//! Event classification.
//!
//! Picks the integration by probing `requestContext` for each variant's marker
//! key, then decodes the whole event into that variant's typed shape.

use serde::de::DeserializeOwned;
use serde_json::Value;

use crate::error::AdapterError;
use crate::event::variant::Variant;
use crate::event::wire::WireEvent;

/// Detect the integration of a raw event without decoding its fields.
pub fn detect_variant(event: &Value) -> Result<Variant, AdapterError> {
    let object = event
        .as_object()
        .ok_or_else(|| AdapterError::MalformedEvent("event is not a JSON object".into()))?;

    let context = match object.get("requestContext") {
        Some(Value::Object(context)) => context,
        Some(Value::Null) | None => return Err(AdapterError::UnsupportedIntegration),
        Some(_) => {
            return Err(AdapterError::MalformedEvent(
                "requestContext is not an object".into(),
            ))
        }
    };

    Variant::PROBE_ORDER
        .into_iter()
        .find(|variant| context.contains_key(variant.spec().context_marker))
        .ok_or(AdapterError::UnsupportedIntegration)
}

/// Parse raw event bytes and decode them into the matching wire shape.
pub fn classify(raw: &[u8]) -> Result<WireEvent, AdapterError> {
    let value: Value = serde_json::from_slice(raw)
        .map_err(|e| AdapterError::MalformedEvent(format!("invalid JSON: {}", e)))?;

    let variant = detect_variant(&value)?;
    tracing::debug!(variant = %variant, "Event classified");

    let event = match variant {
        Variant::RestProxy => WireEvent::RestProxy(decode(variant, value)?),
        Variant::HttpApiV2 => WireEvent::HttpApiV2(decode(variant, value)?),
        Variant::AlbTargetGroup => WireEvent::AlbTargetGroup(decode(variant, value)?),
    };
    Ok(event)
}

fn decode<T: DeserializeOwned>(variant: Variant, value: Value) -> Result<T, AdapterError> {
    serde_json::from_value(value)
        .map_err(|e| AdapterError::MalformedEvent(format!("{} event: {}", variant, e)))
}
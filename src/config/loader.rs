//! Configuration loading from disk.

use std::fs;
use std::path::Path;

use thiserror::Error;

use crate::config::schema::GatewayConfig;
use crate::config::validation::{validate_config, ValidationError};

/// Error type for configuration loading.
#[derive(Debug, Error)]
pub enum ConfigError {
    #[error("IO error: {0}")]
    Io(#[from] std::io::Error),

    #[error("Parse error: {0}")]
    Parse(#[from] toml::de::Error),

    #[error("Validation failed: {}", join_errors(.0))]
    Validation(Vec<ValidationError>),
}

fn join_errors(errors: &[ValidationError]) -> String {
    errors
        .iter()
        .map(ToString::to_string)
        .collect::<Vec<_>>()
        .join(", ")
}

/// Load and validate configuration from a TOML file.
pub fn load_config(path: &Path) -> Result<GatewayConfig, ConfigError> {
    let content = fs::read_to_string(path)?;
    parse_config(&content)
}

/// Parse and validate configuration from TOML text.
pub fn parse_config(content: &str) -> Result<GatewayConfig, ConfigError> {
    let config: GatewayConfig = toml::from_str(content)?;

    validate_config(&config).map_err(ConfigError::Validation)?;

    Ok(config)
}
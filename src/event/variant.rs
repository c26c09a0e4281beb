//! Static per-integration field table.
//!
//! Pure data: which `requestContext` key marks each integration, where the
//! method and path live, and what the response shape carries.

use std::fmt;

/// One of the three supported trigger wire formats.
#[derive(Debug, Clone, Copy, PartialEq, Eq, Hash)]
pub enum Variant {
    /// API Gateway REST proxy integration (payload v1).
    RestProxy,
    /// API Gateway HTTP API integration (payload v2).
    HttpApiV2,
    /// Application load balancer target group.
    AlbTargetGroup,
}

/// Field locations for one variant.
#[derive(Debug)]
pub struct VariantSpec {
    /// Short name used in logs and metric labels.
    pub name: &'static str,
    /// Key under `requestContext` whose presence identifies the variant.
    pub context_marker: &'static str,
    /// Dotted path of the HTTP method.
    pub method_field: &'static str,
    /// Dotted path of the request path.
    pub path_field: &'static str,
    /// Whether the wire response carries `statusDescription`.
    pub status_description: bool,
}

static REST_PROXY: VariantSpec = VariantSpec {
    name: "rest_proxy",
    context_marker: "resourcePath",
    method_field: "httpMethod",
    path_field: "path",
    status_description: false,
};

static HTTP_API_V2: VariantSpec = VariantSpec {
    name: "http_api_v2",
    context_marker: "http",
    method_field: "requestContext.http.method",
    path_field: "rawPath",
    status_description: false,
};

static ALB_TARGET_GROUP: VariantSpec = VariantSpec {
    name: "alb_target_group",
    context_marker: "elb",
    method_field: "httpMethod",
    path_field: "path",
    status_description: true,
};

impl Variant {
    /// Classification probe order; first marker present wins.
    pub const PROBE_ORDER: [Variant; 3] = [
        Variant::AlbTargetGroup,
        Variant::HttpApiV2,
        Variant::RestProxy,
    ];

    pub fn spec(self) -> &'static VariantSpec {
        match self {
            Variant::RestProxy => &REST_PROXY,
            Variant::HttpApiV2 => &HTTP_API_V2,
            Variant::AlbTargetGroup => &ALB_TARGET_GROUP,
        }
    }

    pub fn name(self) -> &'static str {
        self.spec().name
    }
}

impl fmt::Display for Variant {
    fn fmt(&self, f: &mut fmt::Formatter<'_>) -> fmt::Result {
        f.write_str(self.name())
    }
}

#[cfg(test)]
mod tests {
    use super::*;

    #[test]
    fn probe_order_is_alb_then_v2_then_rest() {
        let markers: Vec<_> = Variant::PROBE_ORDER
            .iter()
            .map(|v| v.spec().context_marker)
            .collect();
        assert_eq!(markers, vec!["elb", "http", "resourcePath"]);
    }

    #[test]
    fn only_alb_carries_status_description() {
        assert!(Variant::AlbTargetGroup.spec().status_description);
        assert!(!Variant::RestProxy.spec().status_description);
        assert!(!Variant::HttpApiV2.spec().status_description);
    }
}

---+---

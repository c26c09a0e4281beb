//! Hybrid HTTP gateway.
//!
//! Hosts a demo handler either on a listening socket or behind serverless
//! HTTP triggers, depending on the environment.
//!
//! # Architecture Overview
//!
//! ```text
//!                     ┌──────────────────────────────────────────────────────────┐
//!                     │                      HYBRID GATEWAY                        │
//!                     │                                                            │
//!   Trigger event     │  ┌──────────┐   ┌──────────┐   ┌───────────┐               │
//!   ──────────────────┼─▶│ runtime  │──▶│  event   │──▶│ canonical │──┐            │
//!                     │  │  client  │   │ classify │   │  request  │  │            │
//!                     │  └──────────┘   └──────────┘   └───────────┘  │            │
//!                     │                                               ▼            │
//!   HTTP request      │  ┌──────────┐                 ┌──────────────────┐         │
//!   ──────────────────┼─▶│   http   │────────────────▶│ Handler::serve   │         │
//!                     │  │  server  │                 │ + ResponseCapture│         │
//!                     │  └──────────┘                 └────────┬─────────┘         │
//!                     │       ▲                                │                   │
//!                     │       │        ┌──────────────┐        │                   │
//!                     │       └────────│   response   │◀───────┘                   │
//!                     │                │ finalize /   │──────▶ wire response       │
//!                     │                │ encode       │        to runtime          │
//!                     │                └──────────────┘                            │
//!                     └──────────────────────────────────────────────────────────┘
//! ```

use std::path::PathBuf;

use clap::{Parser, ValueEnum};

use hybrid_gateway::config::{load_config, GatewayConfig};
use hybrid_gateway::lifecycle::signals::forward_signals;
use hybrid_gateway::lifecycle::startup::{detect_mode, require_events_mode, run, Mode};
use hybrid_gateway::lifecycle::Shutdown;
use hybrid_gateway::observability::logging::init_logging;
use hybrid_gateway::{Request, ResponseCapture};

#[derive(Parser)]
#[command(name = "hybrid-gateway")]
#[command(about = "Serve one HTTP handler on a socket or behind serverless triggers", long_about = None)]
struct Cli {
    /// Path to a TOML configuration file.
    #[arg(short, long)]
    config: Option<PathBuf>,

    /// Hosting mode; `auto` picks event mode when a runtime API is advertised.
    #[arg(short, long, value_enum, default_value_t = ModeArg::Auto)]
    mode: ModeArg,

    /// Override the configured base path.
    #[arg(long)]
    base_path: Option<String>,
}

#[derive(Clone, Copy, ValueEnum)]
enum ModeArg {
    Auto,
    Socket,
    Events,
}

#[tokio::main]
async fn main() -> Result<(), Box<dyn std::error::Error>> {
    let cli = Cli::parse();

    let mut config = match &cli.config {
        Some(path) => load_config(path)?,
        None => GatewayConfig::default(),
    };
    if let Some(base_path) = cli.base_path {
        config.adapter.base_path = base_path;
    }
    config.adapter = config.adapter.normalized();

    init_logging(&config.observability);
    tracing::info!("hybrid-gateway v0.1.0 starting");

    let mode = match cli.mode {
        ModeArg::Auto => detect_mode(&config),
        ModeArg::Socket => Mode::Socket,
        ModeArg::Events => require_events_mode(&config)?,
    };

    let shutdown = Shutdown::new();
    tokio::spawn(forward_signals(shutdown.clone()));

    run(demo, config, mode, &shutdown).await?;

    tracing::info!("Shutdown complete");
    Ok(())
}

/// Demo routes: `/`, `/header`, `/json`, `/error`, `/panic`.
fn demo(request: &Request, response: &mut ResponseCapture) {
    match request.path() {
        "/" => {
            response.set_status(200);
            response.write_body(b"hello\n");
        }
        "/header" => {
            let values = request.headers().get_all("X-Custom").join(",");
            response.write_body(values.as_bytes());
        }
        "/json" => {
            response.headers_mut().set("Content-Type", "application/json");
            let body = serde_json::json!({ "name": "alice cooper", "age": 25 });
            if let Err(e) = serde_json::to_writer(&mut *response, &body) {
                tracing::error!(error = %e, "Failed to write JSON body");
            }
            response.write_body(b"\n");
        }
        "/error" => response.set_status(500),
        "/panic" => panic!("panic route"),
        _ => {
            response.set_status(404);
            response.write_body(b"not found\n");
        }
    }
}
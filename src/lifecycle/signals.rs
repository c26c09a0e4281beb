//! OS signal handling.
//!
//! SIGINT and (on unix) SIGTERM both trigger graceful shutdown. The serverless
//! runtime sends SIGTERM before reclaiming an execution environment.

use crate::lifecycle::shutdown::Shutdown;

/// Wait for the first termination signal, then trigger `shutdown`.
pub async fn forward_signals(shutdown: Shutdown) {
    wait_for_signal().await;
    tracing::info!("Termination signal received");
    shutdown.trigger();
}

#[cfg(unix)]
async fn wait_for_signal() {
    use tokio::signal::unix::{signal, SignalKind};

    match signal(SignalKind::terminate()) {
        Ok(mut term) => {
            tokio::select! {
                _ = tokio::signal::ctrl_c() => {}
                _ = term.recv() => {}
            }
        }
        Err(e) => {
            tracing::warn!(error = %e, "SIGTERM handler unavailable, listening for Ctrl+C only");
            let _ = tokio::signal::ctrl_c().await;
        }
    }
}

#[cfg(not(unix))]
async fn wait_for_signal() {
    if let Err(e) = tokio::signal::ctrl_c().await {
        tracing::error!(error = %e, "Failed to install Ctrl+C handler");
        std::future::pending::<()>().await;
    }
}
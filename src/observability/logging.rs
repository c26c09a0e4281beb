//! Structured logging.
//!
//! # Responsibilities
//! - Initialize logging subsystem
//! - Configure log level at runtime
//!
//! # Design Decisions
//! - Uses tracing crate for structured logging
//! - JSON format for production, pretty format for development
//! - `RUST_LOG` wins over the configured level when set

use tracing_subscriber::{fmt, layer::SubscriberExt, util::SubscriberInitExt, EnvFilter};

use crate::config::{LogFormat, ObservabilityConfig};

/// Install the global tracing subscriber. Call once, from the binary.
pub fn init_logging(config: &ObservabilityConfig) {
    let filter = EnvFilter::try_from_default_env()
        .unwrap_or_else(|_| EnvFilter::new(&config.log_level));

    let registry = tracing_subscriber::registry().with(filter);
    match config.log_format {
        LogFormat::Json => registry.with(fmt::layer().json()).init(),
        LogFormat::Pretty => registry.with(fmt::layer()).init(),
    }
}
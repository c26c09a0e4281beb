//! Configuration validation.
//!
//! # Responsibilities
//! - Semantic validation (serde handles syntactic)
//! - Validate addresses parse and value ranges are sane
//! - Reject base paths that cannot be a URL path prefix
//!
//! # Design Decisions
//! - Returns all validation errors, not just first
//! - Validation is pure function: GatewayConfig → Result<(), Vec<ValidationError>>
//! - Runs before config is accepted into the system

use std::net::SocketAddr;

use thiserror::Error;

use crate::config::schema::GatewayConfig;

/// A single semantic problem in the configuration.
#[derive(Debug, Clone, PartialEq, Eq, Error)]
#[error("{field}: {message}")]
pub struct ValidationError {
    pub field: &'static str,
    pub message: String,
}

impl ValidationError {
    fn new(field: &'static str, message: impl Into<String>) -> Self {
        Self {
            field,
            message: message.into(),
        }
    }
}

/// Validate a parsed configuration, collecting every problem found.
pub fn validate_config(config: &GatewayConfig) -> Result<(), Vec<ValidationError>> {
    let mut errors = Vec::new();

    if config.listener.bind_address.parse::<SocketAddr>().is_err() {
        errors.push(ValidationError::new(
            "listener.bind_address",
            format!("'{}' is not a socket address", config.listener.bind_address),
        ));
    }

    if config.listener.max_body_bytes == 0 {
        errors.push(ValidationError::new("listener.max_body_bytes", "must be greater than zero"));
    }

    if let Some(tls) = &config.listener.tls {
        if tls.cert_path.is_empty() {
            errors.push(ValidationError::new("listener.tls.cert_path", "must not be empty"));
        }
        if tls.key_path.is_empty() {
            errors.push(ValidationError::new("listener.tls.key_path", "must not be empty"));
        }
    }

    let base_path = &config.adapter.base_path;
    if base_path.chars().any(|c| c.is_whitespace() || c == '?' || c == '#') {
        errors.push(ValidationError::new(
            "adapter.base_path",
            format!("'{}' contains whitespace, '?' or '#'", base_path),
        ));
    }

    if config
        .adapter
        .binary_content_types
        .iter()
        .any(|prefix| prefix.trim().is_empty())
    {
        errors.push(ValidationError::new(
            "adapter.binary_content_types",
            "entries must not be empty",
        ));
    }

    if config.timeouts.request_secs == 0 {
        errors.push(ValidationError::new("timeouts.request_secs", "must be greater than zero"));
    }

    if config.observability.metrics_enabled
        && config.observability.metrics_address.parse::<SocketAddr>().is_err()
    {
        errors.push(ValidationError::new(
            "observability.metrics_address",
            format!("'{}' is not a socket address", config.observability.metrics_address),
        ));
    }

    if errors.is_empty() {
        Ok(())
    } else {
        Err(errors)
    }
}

---+---

WHAT THE TASK ASKS :: Check the listing for the word "loading". Show each line that has it.

RESULT FOR THIS TASK ::
//! Configuration loading from disk.
/// Error type for configuration loading.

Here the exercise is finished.